What is required = Below are several records. Retype exactly those lines running from the one with "can be reused" through the one with "compact JSON (--compact).", end lines included, and no others.

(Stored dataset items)
*** Block opens ***

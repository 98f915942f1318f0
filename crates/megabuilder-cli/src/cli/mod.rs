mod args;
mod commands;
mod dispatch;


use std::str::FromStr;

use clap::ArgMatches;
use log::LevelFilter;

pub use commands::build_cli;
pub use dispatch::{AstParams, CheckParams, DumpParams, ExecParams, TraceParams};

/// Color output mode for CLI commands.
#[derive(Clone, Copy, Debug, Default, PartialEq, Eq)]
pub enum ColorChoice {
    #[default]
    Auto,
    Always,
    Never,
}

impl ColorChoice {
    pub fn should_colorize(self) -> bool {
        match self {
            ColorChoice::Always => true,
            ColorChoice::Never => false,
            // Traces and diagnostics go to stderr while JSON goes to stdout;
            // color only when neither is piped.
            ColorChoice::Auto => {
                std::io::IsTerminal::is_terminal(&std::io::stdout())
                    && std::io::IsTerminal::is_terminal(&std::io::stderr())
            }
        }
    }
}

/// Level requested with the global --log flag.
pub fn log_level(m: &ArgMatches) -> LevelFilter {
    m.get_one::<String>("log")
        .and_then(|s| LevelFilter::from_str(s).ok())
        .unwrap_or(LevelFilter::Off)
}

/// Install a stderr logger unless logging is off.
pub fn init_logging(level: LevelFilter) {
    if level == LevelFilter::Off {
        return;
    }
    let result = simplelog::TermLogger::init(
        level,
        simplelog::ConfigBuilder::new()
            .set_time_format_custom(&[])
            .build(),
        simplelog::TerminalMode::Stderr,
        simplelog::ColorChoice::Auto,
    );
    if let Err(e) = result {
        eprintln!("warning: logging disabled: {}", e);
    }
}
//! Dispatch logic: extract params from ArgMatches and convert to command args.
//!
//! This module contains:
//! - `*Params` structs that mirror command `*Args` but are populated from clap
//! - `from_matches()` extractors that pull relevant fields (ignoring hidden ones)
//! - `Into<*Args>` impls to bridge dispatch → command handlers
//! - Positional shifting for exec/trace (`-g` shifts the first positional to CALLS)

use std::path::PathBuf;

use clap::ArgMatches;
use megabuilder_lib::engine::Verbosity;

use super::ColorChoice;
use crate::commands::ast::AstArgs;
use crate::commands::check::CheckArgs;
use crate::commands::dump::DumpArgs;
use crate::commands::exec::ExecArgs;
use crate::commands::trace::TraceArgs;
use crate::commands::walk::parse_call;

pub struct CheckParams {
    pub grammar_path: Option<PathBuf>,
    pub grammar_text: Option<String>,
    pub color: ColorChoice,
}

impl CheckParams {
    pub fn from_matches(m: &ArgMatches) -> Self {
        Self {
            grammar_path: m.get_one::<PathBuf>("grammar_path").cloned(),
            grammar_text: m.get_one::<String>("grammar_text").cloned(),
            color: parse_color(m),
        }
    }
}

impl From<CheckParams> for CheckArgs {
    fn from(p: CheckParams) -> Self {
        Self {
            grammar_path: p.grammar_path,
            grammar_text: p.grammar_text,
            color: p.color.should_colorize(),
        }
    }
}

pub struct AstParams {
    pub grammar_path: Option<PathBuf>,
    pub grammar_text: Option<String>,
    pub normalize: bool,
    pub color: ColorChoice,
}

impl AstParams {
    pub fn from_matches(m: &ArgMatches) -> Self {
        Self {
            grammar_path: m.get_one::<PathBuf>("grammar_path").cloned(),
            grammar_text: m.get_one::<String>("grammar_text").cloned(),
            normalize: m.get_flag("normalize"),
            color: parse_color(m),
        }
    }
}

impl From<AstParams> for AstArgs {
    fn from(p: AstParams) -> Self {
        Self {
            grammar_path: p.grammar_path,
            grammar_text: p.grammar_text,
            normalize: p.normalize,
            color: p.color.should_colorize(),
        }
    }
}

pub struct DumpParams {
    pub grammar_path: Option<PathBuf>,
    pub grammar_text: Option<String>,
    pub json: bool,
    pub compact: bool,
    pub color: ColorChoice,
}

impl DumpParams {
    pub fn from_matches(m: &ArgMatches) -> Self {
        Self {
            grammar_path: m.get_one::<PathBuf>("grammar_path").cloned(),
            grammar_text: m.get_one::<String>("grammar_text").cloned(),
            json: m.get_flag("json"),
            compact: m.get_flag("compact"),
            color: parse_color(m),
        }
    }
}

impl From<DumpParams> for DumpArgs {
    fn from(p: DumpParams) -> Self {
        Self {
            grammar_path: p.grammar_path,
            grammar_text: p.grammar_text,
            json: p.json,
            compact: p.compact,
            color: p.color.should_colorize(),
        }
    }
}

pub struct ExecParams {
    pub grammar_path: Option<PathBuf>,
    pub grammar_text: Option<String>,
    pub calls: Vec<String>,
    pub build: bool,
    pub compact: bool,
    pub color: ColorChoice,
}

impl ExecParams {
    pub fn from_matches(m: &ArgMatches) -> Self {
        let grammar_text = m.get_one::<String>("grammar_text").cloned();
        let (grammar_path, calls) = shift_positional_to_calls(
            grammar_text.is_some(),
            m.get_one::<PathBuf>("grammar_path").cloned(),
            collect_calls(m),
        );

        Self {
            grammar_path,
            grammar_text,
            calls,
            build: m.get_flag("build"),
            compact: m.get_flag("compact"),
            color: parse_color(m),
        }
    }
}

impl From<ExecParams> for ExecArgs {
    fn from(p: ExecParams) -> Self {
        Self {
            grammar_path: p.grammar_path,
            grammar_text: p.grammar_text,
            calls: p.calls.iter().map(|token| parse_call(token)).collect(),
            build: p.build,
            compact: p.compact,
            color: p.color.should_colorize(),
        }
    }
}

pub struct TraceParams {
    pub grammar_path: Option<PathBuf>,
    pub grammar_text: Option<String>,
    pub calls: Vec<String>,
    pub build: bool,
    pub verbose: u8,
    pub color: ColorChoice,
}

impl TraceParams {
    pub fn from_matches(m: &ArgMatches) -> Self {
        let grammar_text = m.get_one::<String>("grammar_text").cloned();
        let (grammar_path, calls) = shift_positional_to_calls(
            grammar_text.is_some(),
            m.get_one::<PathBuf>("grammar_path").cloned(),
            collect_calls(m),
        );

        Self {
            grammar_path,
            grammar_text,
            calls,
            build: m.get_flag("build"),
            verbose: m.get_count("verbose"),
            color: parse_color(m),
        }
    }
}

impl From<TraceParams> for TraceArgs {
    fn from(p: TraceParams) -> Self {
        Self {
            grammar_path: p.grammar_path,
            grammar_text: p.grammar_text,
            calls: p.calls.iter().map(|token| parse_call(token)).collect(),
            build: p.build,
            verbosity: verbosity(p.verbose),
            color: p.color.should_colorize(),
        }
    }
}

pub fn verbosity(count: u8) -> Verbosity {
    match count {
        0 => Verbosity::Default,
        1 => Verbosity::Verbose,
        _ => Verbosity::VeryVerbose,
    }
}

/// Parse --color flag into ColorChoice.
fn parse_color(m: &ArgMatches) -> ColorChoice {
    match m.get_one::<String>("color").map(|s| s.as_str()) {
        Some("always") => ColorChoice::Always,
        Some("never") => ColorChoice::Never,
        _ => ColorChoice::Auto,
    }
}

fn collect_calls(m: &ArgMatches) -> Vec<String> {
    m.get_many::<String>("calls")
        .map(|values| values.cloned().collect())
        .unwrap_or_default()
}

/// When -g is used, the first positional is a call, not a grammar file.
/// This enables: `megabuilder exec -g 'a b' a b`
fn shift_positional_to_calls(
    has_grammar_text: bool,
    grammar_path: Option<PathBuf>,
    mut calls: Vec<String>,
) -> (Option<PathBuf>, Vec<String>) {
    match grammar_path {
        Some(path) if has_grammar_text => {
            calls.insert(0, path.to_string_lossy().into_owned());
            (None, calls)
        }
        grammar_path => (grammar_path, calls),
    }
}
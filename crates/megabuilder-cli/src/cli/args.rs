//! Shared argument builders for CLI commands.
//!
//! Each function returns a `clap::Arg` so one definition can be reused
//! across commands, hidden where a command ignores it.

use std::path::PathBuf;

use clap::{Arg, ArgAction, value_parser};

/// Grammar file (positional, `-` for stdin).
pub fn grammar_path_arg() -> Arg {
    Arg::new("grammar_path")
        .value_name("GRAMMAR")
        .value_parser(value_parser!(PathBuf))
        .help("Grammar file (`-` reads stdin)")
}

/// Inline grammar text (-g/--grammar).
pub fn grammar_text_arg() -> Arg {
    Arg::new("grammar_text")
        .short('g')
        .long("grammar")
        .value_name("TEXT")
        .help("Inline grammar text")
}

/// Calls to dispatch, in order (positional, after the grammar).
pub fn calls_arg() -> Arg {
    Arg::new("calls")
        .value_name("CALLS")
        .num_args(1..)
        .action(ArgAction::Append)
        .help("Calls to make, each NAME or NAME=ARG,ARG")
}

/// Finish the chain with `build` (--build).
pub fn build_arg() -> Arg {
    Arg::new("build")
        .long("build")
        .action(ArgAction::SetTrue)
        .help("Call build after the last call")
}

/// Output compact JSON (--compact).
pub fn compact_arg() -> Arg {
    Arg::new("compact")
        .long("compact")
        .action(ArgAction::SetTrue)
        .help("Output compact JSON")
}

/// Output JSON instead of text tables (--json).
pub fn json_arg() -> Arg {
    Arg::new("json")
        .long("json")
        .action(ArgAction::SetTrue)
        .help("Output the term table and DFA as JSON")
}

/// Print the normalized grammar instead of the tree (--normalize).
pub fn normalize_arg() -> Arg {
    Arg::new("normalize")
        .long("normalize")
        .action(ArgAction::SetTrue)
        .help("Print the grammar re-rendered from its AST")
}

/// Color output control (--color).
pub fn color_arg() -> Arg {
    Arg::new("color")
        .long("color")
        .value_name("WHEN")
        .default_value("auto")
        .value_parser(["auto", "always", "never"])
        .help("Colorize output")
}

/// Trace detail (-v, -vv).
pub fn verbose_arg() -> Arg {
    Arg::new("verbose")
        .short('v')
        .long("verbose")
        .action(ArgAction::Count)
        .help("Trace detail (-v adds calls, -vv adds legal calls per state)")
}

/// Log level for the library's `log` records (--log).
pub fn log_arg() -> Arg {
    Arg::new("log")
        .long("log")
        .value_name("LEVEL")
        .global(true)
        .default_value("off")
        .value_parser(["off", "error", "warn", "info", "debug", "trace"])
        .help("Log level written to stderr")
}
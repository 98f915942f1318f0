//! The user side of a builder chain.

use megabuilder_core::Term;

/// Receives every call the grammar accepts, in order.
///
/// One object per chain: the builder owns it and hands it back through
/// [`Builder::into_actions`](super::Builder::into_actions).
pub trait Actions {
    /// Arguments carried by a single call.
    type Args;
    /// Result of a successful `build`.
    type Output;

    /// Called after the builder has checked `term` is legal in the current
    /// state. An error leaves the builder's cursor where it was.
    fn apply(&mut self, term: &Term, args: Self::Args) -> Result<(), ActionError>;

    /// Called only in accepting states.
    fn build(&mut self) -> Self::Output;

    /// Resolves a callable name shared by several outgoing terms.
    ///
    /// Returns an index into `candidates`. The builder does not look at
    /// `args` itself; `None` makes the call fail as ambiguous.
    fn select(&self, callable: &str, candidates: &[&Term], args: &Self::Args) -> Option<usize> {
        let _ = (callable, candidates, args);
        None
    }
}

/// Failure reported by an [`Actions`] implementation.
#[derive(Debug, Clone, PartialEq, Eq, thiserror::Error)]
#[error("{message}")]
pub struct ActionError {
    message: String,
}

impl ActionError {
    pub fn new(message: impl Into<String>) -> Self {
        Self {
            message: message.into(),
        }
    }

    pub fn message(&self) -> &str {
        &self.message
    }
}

*** Block closes ***

Result =
//! Each function returns a `clap::Arg` so one definition can be reused
//! across commands, hidden where a command ignores it.

use std::path::PathBuf;

use clap::{Arg, ArgAction, value_parser};

/// Grammar file (positional, `-` for stdin).
pub fn grammar_path_arg() -> Arg {
    Arg::new("grammar_path")
        .value_name("GRAMMAR")
        .value_parser(value_parser!(PathBuf))
        .help("Grammar file (`-` reads stdin)")
}

/// Inline grammar text (-g/--grammar).
pub fn grammar_text_arg() -> Arg {
    Arg::new("grammar_text")
        .short('g')
        .long("grammar")
        .value_name("TEXT")
        .help("Inline grammar text")
}

/// Calls to dispatch, in order (positional, after the grammar).
pub fn calls_arg() -> Arg {
    Arg::new("calls")
        .value_name("CALLS")
        .num_args(1..)
        .action(ArgAction::Append)
        .help("Calls to make, each NAME or NAME=ARG,ARG")
}

/// Finish the chain with `build` (--build).
pub fn build_arg() -> Arg {
    Arg::new("build")
        .long("build")
        .action(ArgAction::SetTrue)
        .help("Call build after the last call")
}

/// Output compact JSON (--compact).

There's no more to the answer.